■ EXERCISE INSTRUCTIONS: Copy the data below verbatim, leaving no line out.

Items from a data source
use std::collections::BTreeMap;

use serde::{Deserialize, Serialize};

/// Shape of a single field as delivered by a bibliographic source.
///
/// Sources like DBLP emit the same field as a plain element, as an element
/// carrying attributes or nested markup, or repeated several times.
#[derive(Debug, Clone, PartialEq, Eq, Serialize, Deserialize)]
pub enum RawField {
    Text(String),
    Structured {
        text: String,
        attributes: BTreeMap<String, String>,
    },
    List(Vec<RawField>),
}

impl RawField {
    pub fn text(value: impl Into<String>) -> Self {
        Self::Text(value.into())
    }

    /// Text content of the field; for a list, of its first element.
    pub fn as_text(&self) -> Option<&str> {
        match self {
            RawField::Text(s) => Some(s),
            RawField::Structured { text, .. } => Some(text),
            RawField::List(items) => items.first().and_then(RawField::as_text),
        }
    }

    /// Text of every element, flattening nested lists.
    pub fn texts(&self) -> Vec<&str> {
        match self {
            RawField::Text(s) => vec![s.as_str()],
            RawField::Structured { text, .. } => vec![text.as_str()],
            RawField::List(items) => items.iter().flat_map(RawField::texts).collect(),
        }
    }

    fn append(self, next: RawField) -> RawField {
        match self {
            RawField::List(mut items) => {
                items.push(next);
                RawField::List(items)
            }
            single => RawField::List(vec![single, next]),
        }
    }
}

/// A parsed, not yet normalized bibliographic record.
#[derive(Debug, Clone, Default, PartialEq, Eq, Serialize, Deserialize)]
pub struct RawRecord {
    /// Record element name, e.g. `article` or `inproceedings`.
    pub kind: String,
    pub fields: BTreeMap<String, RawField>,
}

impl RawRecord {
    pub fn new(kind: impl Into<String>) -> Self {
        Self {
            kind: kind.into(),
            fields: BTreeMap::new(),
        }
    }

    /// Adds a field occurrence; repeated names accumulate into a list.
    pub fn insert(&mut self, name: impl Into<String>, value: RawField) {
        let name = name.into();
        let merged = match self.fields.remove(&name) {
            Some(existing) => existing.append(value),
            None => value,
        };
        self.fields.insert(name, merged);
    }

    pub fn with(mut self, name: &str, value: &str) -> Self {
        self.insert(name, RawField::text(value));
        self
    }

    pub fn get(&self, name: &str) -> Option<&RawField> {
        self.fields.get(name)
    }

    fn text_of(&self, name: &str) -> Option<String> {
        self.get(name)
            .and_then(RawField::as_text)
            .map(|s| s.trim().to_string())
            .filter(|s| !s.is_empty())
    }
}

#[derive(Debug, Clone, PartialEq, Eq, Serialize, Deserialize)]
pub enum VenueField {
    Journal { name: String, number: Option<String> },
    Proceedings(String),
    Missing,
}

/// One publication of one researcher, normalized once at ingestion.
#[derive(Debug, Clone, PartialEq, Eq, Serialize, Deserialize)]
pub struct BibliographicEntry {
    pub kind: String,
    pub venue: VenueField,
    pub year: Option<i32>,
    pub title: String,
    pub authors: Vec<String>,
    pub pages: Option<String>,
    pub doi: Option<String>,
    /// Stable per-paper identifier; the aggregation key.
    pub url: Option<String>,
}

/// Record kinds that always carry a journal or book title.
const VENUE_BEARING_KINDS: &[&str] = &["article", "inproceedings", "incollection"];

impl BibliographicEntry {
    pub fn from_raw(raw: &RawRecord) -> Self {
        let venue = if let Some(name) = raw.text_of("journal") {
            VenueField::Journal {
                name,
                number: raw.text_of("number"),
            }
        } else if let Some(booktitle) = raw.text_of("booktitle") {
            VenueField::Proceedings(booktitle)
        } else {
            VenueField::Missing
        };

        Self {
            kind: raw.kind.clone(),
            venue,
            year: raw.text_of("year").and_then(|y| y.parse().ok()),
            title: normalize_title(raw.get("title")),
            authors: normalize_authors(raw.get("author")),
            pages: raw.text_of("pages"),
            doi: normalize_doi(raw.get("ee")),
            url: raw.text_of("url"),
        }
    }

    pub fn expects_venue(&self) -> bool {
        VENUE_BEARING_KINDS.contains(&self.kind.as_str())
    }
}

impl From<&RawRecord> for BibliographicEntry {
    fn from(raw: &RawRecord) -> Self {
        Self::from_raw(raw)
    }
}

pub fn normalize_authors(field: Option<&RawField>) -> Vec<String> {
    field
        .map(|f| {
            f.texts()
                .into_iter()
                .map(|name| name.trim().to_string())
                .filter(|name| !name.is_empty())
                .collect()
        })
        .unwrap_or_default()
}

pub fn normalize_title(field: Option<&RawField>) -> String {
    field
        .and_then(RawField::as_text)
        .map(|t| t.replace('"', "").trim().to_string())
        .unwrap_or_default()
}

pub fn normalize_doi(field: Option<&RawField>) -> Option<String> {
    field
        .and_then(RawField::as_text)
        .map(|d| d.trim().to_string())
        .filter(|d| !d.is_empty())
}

■ OUTPUT:
use std::collections::BTreeMap;

use serde::{Deserialize, Serialize};

/// Shape of a single field as delivered by a bibliographic source.
///
/// Sources like DBLP emit the same field as a plain element, as an element
/// carrying attributes or nested markup, or repeated several times.
#[derive(Debug, Clone, PartialEq, Eq, Serialize, Deserialize)]
pub enum RawField {
    Text(String),
    Structured {
        text: String,
        attributes: BTreeMap<String, String>,
    },
    List(Vec<RawField>),
}

impl RawField {
    pub fn text(value: impl Into<String>) -> Self {
        Self::Text(value.into())
    }

    /// Text content of the field; for a list, of its first element.
    pub fn as_text(&self) -> Option<&str> {
        match self {
            RawField::Text(s) => Some(s),
            RawField::Structured { text, .. } => Some(text),
            RawField::List(items) => items.first().and_then(RawField::as_text),
        }
    }

    /// Text of every element, flattening nested lists.
    pub fn texts(&self) -> Vec<&str> {
        match self {
            RawField::Text(s) => vec![s.as_str()],
            RawField::Structured { text, .. } => vec![text.as_str()],
            RawField::List(items) => items.iter().flat_map(RawField::texts).collect(),
        }
    }

    fn append(self, next: RawField) -> RawField {
        match self {
            RawField::List(mut items) => {
                items.push(next);
                RawField::List(items)
            }
            single => RawField::List(vec![single, next]),
        }
    }
}

/// A parsed, not yet normalized bibliographic record.
#[derive(Debug, Clone, Default, PartialEq, Eq, Serialize, Deserialize)]
pub struct RawRecord {
    /// Record element name, e.g. `article` or `inproceedings`.
    pub kind: String,
    pub fields: BTreeMap<String, RawField>,
}

impl RawRecord {
    pub fn new(kind: impl Into<String>) -> Self {
        Self {
            kind: kind.into(),
            fields: BTreeMap::new(),
        }
    }

    /// Adds a field occurrence; repeated names accumulate into a list.
    pub fn insert(&mut self, name: impl Into<String>, value: RawField) {
        let name = name.into();
        let merged = match self.fields.remove(&name) {
            Some(existing) => existing.append(value),
            None => value,
        };
        self.fields.insert(name, merged);
    }

    pub fn with(mut self, name: &str, value: &str) -> Self {
        self.insert(name, RawField::text(value));
        self
    }

    pub fn get(&self, name: &str) -> Option<&RawField> {
        self.fields.get(name)
    }

    fn text_of(&self, name: &str) -> Option<String> {
        self.get(name)
            .and_then(RawField::as_text)
            .map(|s| s.trim().to_string())
            .filter(|s| !s.is_empty())
    }
}

#[derive(Debug, Clone, PartialEq, Eq, Serialize, Deserialize)]
pub enum VenueField {
    Journal { name: String, number: Option<String> },
    Proceedings(String),
    Missing,
}

/// One publication of one researcher, normalized once at ingestion.
#[derive(Debug, Clone, PartialEq, Eq, Serialize, Deserialize)]
pub struct BibliographicEntry {
    pub kind: String,
    pub venue: VenueField,
    pub year: Option<i32>,
    pub title: String,
    pub authors: Vec<String>,
    pub pages: Option<String>,
    pub doi: Option<String>,
    /// Stable per-paper identifier; the aggregation key.
    pub url: Option<String>,
}

/// Record kinds that always carry a journal or book title.
const VENUE_BEARING_KINDS: &[&str] = &["article", "inproceedings", "incollection"];

impl BibliographicEntry {
    pub fn from_raw(raw: &RawRecord) -> Self {
        let venue = if let Some(name) = raw.text_of("journal") {
            VenueField::Journal {
                name,
                number: raw.text_of("number"),
            }
        } else if let Some(booktitle) = raw.text_of("booktitle") {
            VenueField::Proceedings(booktitle)
        } else {
            VenueField::Missing
        };

        Self {
            kind: raw.kind.clone(),
            venue,
            year: raw.text_of("year").and_then(|y| y.parse().ok()),
            title: normalize_title(raw.get("title")),
            authors: normalize_authors(raw.get("author")),
            pages: raw.text_of("pages"),
            doi: normalize_doi(raw.get("ee")),
            url: raw.text_of("url"),
        }
    }

    pub fn expects_venue(&self) -> bool {
        VENUE_BEARING_KINDS.contains(&self.kind.as_str())
    }
}

impl From<&RawRecord> for BibliographicEntry {
    fn from(raw: &RawRecord) -> Self {
        Self::from_raw(raw)
    }
}

pub fn normalize_authors(field: Option<&RawField>) -> Vec<String> {
    field
        .map(|f| {
            f.texts()
                .into_iter()
                .map(|name| name.trim().to_string())
                .filter(|name| !name.is_empty())
                .collect()
        })
        .unwrap_or_default()
}

pub fn normalize_title(field: Option<&RawField>) -> String {
    field
        .and_then(RawField::as_text)
        .map(|t| t.replace('"', "").trim().to_string())
        .unwrap_or_default()
}

pub fn normalize_doi(field: Option<&RawField>) -> Option<String> {
    field
        .and_then(RawField::as_text)
        .map(|d| d.trim().to_string())
        .filter(|d| !d.is_empty())
}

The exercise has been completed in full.